Chastain v. Chastain

Decision Date25 May 1954
Citation73 So.2d 66
PartiesCHASTAIN v. CHASTAIN.
CourtFlorida Supreme Court

Wideman, Caldwell, Pacetti & Robinson and Paty, Downey & Paty, West Palm Beach, for petitioner.

Burns Middleton & Rogers, West Palm Beach, for respondent.

MATHEWS, Justice.

This is a certiorari proceeding to review an order of the Chancellor modifying a final decree awarding alimony to the petitioner in a divorce suit.

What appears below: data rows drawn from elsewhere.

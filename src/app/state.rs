use std::sync::Arc;
use std::time::{Duration, Instant};

use crate::catalog::{Dataset, WorkAction};
use crate::command::ActionId;
use crate::config::Config;
use crate::event::ViewKind;
use crate::gallery::{DragRecognizer, GridView, HeroCarousel, Lightbox, Navigator};
use crate::palette::PaletteKind;

#[derive(Debug, Clone, Copy, PartialEq, Eq)]
pub enum Mode {
    Normal,
    Palette,
}

#[derive(Debug, Clone, Copy, PartialEq, Eq, Hash)]
pub enum Screen {
    Hero,
    Grid,
    Lightbox,
}

impl Screen {
    pub fn id(self) -> &'static str {
        match self {
            Self::Hero => "hero",
            Self::Grid => "gallery",
            Self::Lightbox => "lightbox",
        }
    }
}

#[derive(Debug, Clone, PartialEq, Eq)]
pub enum PaletteRequest {
    Open {
        kind: PaletteKind,
        seed: Option<String>,
    },
    Close,
}

#[derive(Debug, Clone, Default)]
pub struct StatusState {
    pub message: String,
    pub last_action_id: Option<ActionId>,
}

/// A transient message drawn over the current screen until `expires_at`.
#[derive(Debug, Clone, PartialEq, Eq)]
pub struct Notice {
    pub text: String,
    pub expires_at: Instant,
}

impl Notice {
    pub fn new(text: impl Into<String>, expires_at: Instant) -> Self {
        Self {
            text: text.into(),
            expires_at,
        }
    }
}

#[derive(Debug, Clone, Default)]
pub struct NoticeState {
    pub tip: bool,
    pub toast: Option<Notice>,
    pub hint: Option<Notice>,
}

impl NoticeState {
    /// Drops expired notices; true when something disappeared.
    pub fn expire(&mut self, now: Instant) -> bool {
        let mut changed = false;
        for slot in [&mut self.toast, &mut self.hint] {
            if slot.as_ref().is_some_and(|notice| notice.expires_at <= now) {
                *slot = None;
                changed = true;
            }
        }
        changed
    }

    pub fn next_deadline(&self) -> Option<Instant> {
        [&self.toast, &self.hint]
            .into_iter()
            .flatten()
            .map(|notice| notice.expires_at)
            .min()
    }
}

#[derive(Debug, Clone)]
pub struct AppState {
    pub dataset: Arc<Dataset>,
    pub hero: HeroCarousel,
    pub grid: GridView,
    pub lightbox: Lightbox,
    pub drag: DragRecognizer,
    pub screen: Screen,
    /// Screen the lightbox returns to when closed.
    pub return_screen: Screen,
    pub mode: Mode,
    pub status: StatusState,
    pub notices: NoticeState,
    /// Last written `?image=N`; empty until the first hero navigation.
    pub location: String,
    pub contact_email: String,
}

impl AppState {
    pub fn new(dataset: Arc<Dataset>, config: &Config, now: Instant) -> Self {
        let hero = HeroCarousel::new(&dataset, &config.navigation, now);
        let grid = GridView::new(&dataset, &config.grid);
        let lightbox = Lightbox::new(
            Duration::from_millis(config.navigation.crossfade_ms),
            config.zoom.clone(),
        );
        Self {
            dataset,
            hero,
            grid,
            lightbox,
            drag: DragRecognizer::new(config.drag.clone()),
            screen: Screen::Hero,
            return_screen: Screen::Hero,
            mode: Mode::Normal,
            status: StatusState::default(),
            notices: NoticeState::default(),
            location: String::new(),
            contact_email: config.contact.email.clone(),
        }
    }

    /// The navigation context that owns the visible image, if any.
    pub fn active_view(&self) -> Option<ViewKind> {
        match self.screen {
            Screen::Hero => Some(ViewKind::Hero),
            Screen::Lightbox => Some(ViewKind::Lightbox),
            Screen::Grid => None,
        }
    }

    pub fn navigator(&self, view: ViewKind) -> &Navigator {
        match view {
            ViewKind::Hero => self.hero.navigator(),
            ViewKind::Lightbox => self.lightbox.navigator(),
        }
    }

    pub fn navigator_mut(&mut self, view: ViewKind) -> &mut Navigator {
        match view {
            ViewKind::Hero => self.hero.navigator_mut(),
            ViewKind::Lightbox => self.lightbox.navigator_mut(),
        }
    }

    /// Work the user is looking at: the displayed image, or the selected tile in the grid.
    pub fn focused_work(&self) -> Option<usize> {
        match self.active_view() {
            Some(view) => self.navigator(view).current_work(),
            None => self.grid.selected_work(),
        }
    }

    pub fn action_for(&self, work: usize) -> WorkAction {
        self.dataset
            .get(work)
            .map(|work| WorkAction::for_work(work, &self.contact_email))
            .unwrap_or(WorkAction::Hidden)
    }

    /// Re-derives whether the lightbox offers an action control for its current work.
    pub fn refresh_lightbox_action(&mut self) {
        let available = self
            .lightbox
            .navigator()
            .current_work()
            .is_some_and(|work| self.action_for(work).is_interactive());
        self.lightbox.set_action_available(available);
    }

    #[cfg(test)]
    pub(crate) fn for_tests() -> Self {
        Self::with_dataset(crate::catalog::dataset::sample_dataset())
    }

    #[cfg(test)]
    pub(crate) fn with_dataset(dataset: Dataset) -> Self {
        Self::new(Arc::new(dataset), &Config::default(), Instant::now())
    }
}
use std::fs;
use std::path::{Path, PathBuf};
use std::time::{SystemTime, UNIX_EPOCH};

use serde::{Deserialize, Serialize};
use tracing::{debug, warn};

const LIGHTBOX_HINT_EXPIRY_MS: u64 = 30 * 24 * 60 * 60 * 1000;

#[derive(Debug, Clone, Default, PartialEq, Eq, Serialize, Deserialize)]
#[serde(default, rename_all = "camelCase")]
struct PersistedFlags {
    has_seen_tip: bool,
    lightbox_hint_timestamp: Option<u64>,
}

/// Onboarding flags. Persisted ones live in a small JSON file; reads and
/// writes are best effort and never fail the caller.
#[derive(Debug, Clone)]
pub struct PreferenceStore {
    path: Option<PathBuf>,
    flags: PersistedFlags,
    gallery_toast_seen: bool,
}

impl PreferenceStore {
    /// Loads flags from `path`. A missing or unreadable file means a first-time user.
    pub fn load(path: Option<PathBuf>) -> Self {
        let flags = path.as_deref().map(read_flags).unwrap_or_default();
        Self {
            path,
            flags,
            gallery_toast_seen: false,
        }
    }

    pub fn in_memory() -> Self {
        Self::load(None)
    }

    pub fn path(&self) -> Option<&Path> {
        self.path.as_deref()
    }

    pub fn has_seen_tip(&self) -> bool {
        self.flags.has_seen_tip
    }

    /// Returns true the first time it is called for this user.
    pub fn mark_tip_seen(&mut self) -> bool {
        if self.flags.has_seen_tip {
            return false;
        }
        self.flags.has_seen_tip = true;
        self.persist();
        true
    }

    pub fn should_show_lightbox_hint(&self, now_ms: u64) -> bool {
        match self.flags.lightbox_hint_timestamp {
            None => true,
            Some(shown_at) => now_ms.saturating_sub(shown_at) > LIGHTBOX_HINT_EXPIRY_MS,
        }
    }

    /// Shows the hint when due and records the time it was shown.
    pub fn take_lightbox_hint(&mut self, now_ms: u64) -> bool {
        if !self.should_show_lightbox_hint(now_ms) {
            return false;
        }
        self.flags.lightbox_hint_timestamp = Some(now_ms);
        self.persist();
        true
    }

    /// Session-scoped: true once per process.
    pub fn take_gallery_toast(&mut self) -> bool {
        if self.gallery_toast_seen {
            return false;
        }
        self.gallery_toast_seen = true;
        true
    }

    fn persist(&self) {
        let Some(path) = self.path.as_deref() else {
            return;
        };
        if let Err(err) = write_flags(path, &self.flags) {
            warn!(path = %path.display(), error = %err, "failed to write preferences");
        }
    }
}

pub fn now_epoch_ms() -> u64 {
    SystemTime::now()
        .duration_since(UNIX_EPOCH)
        .map(|elapsed| u64::try_from(elapsed.as_millis()).unwrap_or(u64::MAX))
        .unwrap_or(0)
}

fn read_flags(path: &Path) -> PersistedFlags {
    let raw = match fs::read_to_string(path) {
        Ok(raw) => raw,
        Err(err) if err.kind() == std::io::ErrorKind::NotFound => {
            debug!(path = %path.display(), "no preference file; first run");
            return PersistedFlags::default();
        }
        Err(err) => {
            warn!(path = %path.display(), error = %err, "failed to read preferences");
            return PersistedFlags::default();
        }
    };
    serde_json::from_str(&raw).unwrap_or_else(|err| {
        warn!(path = %path.display(), error = %err, "ignoring corrupt preferences");
        PersistedFlags::default()
    })
}

fn write_flags(path: &Path, flags: &PersistedFlags) -> std::io::Result<()> {
    if let Some(parent) = path.parent()
        && !parent.as_os_str().is_empty()
    {
        fs::create_dir_all(parent)?;
    }
    let raw = serde_json::to_string_pretty(flags).map_err(std::io::Error::other)?;
    fs::write(path, raw)
}

#[cfg(test)]
mod tests {
    use std::fs;
    use std::path::PathBuf;
    use std::process;
    use std::time::{SystemTime, UNIX_EPOCH};

    use super::{LIGHTBOX_HINT_EXPIRY_MS, PreferenceStore};

    fn unique_temp_path(suffix: &str) -> PathBuf {
        let nanos = SystemTime::now()
            .duration_since(UNIX_EPOCH)
            .expect("clock should be after unix epoch")
            .as_nanos();
        let mut path = std::env::temp_dir();
        path.push(format!("folio_prefs_{suffix}_{}_{}", process::id(), nanos));
        path
    }

    #[test]
    fn tip_flag_persists_across_loads() {
        let path = unique_temp_path("tip.json");
        let mut store = PreferenceStore::load(Some(path.clone()));
        assert!(!store.has_seen_tip());
        assert!(store.mark_tip_seen());
        assert!(!store.mark_tip_seen());

        let reloaded = PreferenceStore::load(Some(path.clone()));
        assert!(reloaded.has_seen_tip());
        let raw = fs::read_to_string(&path).expect("state file should exist");
        assert!(raw.contains("hasSeenTip"));
        let _ = fs::remove_file(path);
    }

    #[test]
    fn lightbox_hint_expires_after_thirty_days() {
        let mut store = PreferenceStore::in_memory();
        let now = 1_700_000_000_000;
        assert!(store.take_lightbox_hint(now));
        assert!(!store.take_lightbox_hint(now + 1));
        assert!(!store.should_show_lightbox_hint(now + LIGHTBOX_HINT_EXPIRY_MS));
        assert!(store.should_show_lightbox_hint(now + LIGHTBOX_HINT_EXPIRY_MS + 1));
        assert!(store.take_lightbox_hint(now + LIGHTBOX_HINT_EXPIRY_MS + 1));
    }

    #[test]
    fn corrupt_file_is_treated_as_first_run() {
        let path = unique_temp_path("corrupt.json");
        fs::write(&path, "{not json").expect("state file should be written");
        let store = PreferenceStore::load(Some(path.clone()));
        assert!(!store.has_seen_tip());
        assert!(store.should_show_lightbox_hint(0));
        let _ = fs::remove_file(path);
    }

    #[test]
    fn gallery_toast_is_session_scoped() {
        let path = unique_temp_path("toast.json");
        let mut store = PreferenceStore::load(Some(path.clone()));
        assert!(store.take_gallery_toast());
        assert!(!store.take_gallery_toast());

        let mut next_session = PreferenceStore::load(Some(path));
        assert!(next_session.take_gallery_toast());
    }
}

The final decree of divorce awarding alimony was entered on September 17, 1952. In that final decree the Chancellor found that the petitioner here was entitled to alimony and that the respondent was a man of substantial means. He was the owner of one of the finest cattle ranches in the country composed of about 31,500 acres of land of a market value of approximately $1,500,000 which did not include a herd of approximately 2,100 herd of cattle and other assets worth approximately $107,000, with total liabilities of approximately $70,000. The Chancellor awarded to the petitioner in that final decree $700 per month as alimony and in addition thereto he awarded to her a residence, stating as follows:

'* * * She should have the Hi Mount residence. She might well rent it during the season and gain a net of several thousand dollars. She should have a place so that a home can be provided for the boy, when he lives with her. Though the maintenance costs of this home will be high, that can be offset by this added income which she might receive, should she retain the property and rent part or all of it.'

In the order modifying the final decree, the Chancellor stated:

'* * * If the alimony payments should be reduced one-half--that is to $4200.00 a year--this would leave the plaintiff with a gross income of between $9,000.00 and $10,000.00 a year, in the event she is able to continue to rent her home. * * *'

In the final decree, with reference to alimony, the Chancellor found:

'* * * The defendant is a man of substantial means. To determine his ability, one must consider the nature of his capital assets, as well as his income. He is quite able to provide for her in the station of life to which these parties have been accustomed to live during recent years, and he is willing to do so.'

The record shows that the respondent testified prior to the final decree of divorce that he was then operating the ranch at a loss. It is therefore apparent that income was not the controlling factor in fixing the amount of alimony but that it was fixed upon that statement of the Chancellor, 'To determine his ability, one must consider the nature of his capital assets, as well as his income.'

There was no appeal from the final decree of divorce awarding alimony and the time for appeal has long since expired. The needs, abilities and faculties of the parties were settled in that final decree and are now res adjudicata, except that of modifying the decree as to alimony in accordance with the public policy of the State as it existed and as it is now declared to be by F.S. § 65.15, F.S.A.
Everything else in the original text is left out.